Egyptian Journal of Anaesthesia (Jan 2015)
Spinal vs. general anesthesia for percutaneous nephrolithotomy: A prospective randomized trial
Abstract
Objective: To compare the efficacy and safety of general anesthesia (GA) vs. spinal anesthesia (SA) in percutaneous nephrolithotomy (PCNL). Methods: Two hundred patients were enrolled in a prospective randomized study to receive either GA or SA for PCNL. Patients’ characteristics, vital parameters, visual analog scale (VAS) and needs for additional analgesia were evaluated. Intraoperative and post-operative complications were recorded. Patients’ and surgeons’ satisfactions were also compared. Results: Vital parameters were maintained at safe values throughout procedures in both groups. Visual analog pain score was lower in SA group till 1 h postoperative in comparison with GA group (P < 0.05). Patients in SA group recorded lower consumption of analgesia in the 1st postoperative day in comparison with GA group (P < 0.05).

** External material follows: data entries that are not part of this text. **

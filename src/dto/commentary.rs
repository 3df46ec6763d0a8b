//! Request and response shapes for commentary endpoints.

use serde::{Deserialize, Serialize};
use serde_with::{DisplayFromStr, PickFirst, serde_as};
use utoipa::{IntoParams, ToSchema};
use validator::Validate;

use crate::{dao::models::CommentaryRecord, dto::format_timestamp};

/// Payload used to append a commentary entry to a match.
#[serde_as]
#[derive(Debug, Deserialize, ToSchema, Validate)]
#[serde(rename_all = "camelCase")]
pub struct CreateCommentaryRequest {
    /// Minute of play (number or numeric string).
    #[serde(default)]
    #[serde_as(as = "Option<PickFirst<(_, DisplayFromStr)>>")]
    #[validate(range(min = 0))]
    #[schema(value_type = Option<i32>)]
    pub minute: Option<i32>,
    /// Ordering hint within a minute (number or numeric string).
    #[serde(default)]
    #[serde_as(as = "Option<PickFirst<(_, DisplayFromStr)>>")]
    #[validate(range(min = 0))]
    #[schema(value_type = Option<i32>)]
    pub sequence: Option<i32>,
    /// Period of play (e.g. "1st half").
    pub period: Option<String>,
    /// Kind of event (goal, card, substitution, ...).
    pub event_type: Option<String>,
    /// Player or official the entry is about.
    pub actor: Option<String>,
    /// Team the entry is about.
    pub team: Option<String>,
    /// Commentary text.
    #[validate(length(min = 1, message = "message must not be empty"))]
    pub message: String,
    /// Free-form structured payload.
    #[schema(value_type = Option<Object>)]
    pub metadata: Option<serde_json::Value>,
    /// Free-form tags.
    pub tags: Option<Vec<String>>,
}

/// Query parameters accepted when listing commentary.
#[derive(Debug, Default, Deserialize, IntoParams, Validate)]
#[serde(rename_all = "camelCase")]
pub struct ListCommentaryQuery {
    /// Maximum number of rows returned.
    #[validate(range(min = 1, max = 100))]
    pub limit: Option<i64>,
}

/// A commentary entry as returned to clients and carried by broadcast events.
#[derive(Debug, Clone, Serialize, ToSchema)]
#[serde(rename_all = "camelCase")]
pub struct CommentarySummary {
    /// Stable entry identifier.
    pub id: i64,
    /// Identifier of the match this entry belongs to.
    pub match_id: i64,
    /// Minute of play.
    pub minute: Option<i32>,
    /// Ordering hint within a minute.
    pub sequence: Option<i32>,
    /// Period of play.
    pub period: Option<String>,
    /// Kind of event.
    pub event_type: Option<String>,
    /// Player or official the entry is about.
    pub actor: Option<String>,
    /// Team the entry is about.
    pub team: Option<String>,
    /// Commentary text.
    pub message: String,
    /// Free-form structured payload.
    #[schema(value_type = Option<Object>)]
    pub metadata: Option<serde_json::Value>,
    /// Free-form tags.
    pub tags: Option<Vec<String>>,
    /// Creation timestamp, RFC 3339.
    pub created_at: String,
}

impl From<CommentaryRecord> for CommentarySummary {
    fn from(value: CommentaryRecord) -> Self {
        Self {
            id: value.id,
            match_id: value.match_id,
            minute: value.minute,
            sequence: value.sequence,
            period: value.period,
            event_type: value.event_type,
            actor: value.actor,
            team: value.team,
            message: value.message,
            metadata: value.metadata,
            tags: value.tags,
            created_at: format_timestamp(value.created_at),
        }
    }
}
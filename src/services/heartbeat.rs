//! Periodic liveness sweep over the connection registry.

use tokio::time::{MissedTickBehavior, interval};
use tracing::{info, warn};

use crate::state::SharedState;

/// Run the heartbeat sweep for the lifetime of the process.
///
/// Each sweep terminates connections that failed to answer the previous ping
/// and pings the rest; a connection that never replies is evicted on the
/// second sweep after going silent, bounding stale-connection lifetime to
/// roughly two heartbeat intervals.
pub async fn run_heartbeat(state: SharedState) {
    let period = state.config().heartbeat_interval;
    let mut ticker = interval(period);
    ticker.set_missed_tick_behavior(MissedTickBehavior::Delay);
    // The first tick of a tokio interval fires immediately.
    ticker.tick().await;

    info!(period_secs = period.as_secs(), "heartbeat sweep running");

    loop {
        ticker.tick().await;
        sweep_once(&state);
    }
}

/// Run a single sweep, cascading eviction into subscription cleanup.
pub fn sweep_once(state: &SharedState) {
    for id in state.registry().sweep() {
        state.subscriptions().cleanup(id);
        warn!(id = %id, "evicted unresponsive connection");
    }
}

#[cfg(test)]
mod tests {
    use std::sync::atomic::Ordering;

    use axum::extract::ws::Message;
    use tokio::sync::mpsc;
    use uuid::Uuid;

    use super::*;
    use crate::{
        config::AppConfig,
        state::{AppState, registry::ClientConnection, subscriptions::MatchKey},
    };

    #[tokio::test]
    async fn two_missed_sweeps_evict_and_clean_up_subscriptions() {
        let state = AppState::new(AppConfig::default());

        let (tx, _rx) = mpsc::unbounded_channel();
        let id = Uuid::new_v4();
        state.registry().register(ClientConnection::new(id, tx));
        state.subscriptions().subscribe(MatchKey::from_id(7), id);

        // First sweep clears the flag and pings; the peer never answers.
        sweep_once(&state);
        assert_eq!(state.registry().connection_count(), 1);

        // Second sweep evicts and cascades into subscription cleanup.
        sweep_once(&state);
        assert_eq!(state.registry().connection_count(), 0);
        assert!(
            state
                .subscriptions()
                .subscribers_of(&MatchKey::from_id(7))
                .is_empty()
        );
        assert_eq!(state.subscriptions().tracked_matches(), 0);
    }

    #[tokio::test]
    async fn responsive_connection_survives_repeated_sweeps() {
        let state = AppState::new(AppConfig::default());

        let (tx, mut rx) = mpsc::unbounded_channel();
        let id = Uuid::new_v4();
        let connection = ClientConnection::new(id, tx);
        let alive = connection.liveness();
        state.registry().register(connection);

        for _ in 0..4 {
            sweep_once(&state);
            // The socket task records the peer's pong before the next sweep.
            assert!(matches!(rx.try_recv(), Ok(Message::Ping(_))));
            alive.store(true, Ordering::Release);
        }

        assert_eq!(state.registry().connection_count(), 1);
    }
}
//! WebSocket message shapes.

use serde::{Deserialize, Serialize};
use utoipa::ToSchema;

use crate::{
    dto::{commentary::CommentarySummary, matches::MatchSummary},
    state::subscriptions::MatchKey,
};

/// Match identifier as sent by clients: either a JSON string or a number.
///
/// Both forms normalize to the same [`MatchKey`], so `7` and `"7"` subscribe
/// to the same match.
#[derive(Debug, Clone, Deserialize)]
#[serde(untagged)]
pub enum RawMatchId {
    /// String form, used verbatim after trimming.
    Text(String),
    /// Numeric form, converted to its decimal string.
    Number(serde_json::Number),
}

impl RawMatchId {
    /// Canonical subscription key, or `None` when the value is empty after
    /// trimming.
    pub fn normalize(&self) -> Option<MatchKey> {
        match self {
            RawMatchId::Text(raw) => MatchKey::normalize(raw),
            RawMatchId::Number(number) => MatchKey::normalize(&number.to_string()),
        }
    }
}

/// Control messages accepted from WebSocket clients.
#[derive(Debug, Deserialize, ToSchema)]
#[serde(tag = "type", rename_all = "snake_case")]
pub enum ClientCommand {
    /// Start receiving match-scoped events for a match.
    Subscribe {
        /// Target match identifier.
        #[serde(rename = "matchId")]
        #[schema(value_type = String)]
        match_id: RawMatchId,
    },
    /// Stop receiving match-scoped events for a match.
    Unsubscribe {
        /// Target match identifier.
        #[serde(rename = "matchId")]
        #[schema(value_type = String)]
        match_id: RawMatchId,
    },
    /// Any unrecognized message type; silently discarded.
    #[serde(other)]
    Unknown,
}

/// Messages pushed to WebSocket clients.
#[derive(Debug, Clone, Serialize, ToSchema)]
#[serde(tag = "type", rename_all = "snake_case")]
pub enum ServerMessage {
    /// Sent once immediately after a connection is accepted.
    Welcome,
    /// Unicast acknowledgment of a subscribe command.
    Subscribed {
        /// Normalized key the client is now subscribed to.
        #[serde(rename = "matchId")]
        match_id: String,
    },
    /// Unicast acknowledgment of an unsubscribe command.
    Unsubscribed {
        /// Normalized key the client is no longer subscribed to.
        #[serde(rename = "matchId")]
        match_id: String,
    },
    /// Global broadcast: a match was created.
    MatchCreated {
        /// The stored match.
        data: MatchSummary,
    },
    /// Global broadcast: a match score changed.
    ScoreUpdate {
        /// The updated match.
        data: MatchSummary,
    },
    /// Global broadcast: a match transitioned to a new lifecycle phase.
    StatusChange {
        /// The updated match.
        data: MatchSummary,
    },
    /// Match-scoped broadcast: a commentary entry was added.
    CommentaryAdded {
        /// The stored commentary entry.
        data: CommentarySummary,
    },
}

Postoperative shivering was higher in SA group than GA group (8% vs. 2%) while nausea and vomiting was higher in GA group than SA group (5% vs. 2% and 4% vs. 1% respectively). Patients in GA group reported higher overall satisfaction scores than SA group (mean 9.6 ± 0.4 vs. 8.6 ± 0.8, P < 0.05). Similarly, surgeon’ satisfaction score was higher in favor of GA group compared with SA group (mean 10 ± 00 vs. 8.3 ± 0.4, P < 0.05). Conclusions: Both GA and SA are effective and safe in PCNL. SA has fewer complications and lower consumption of analgesia postoperatively. However, GA provides more satisfaction for patients and surgeon.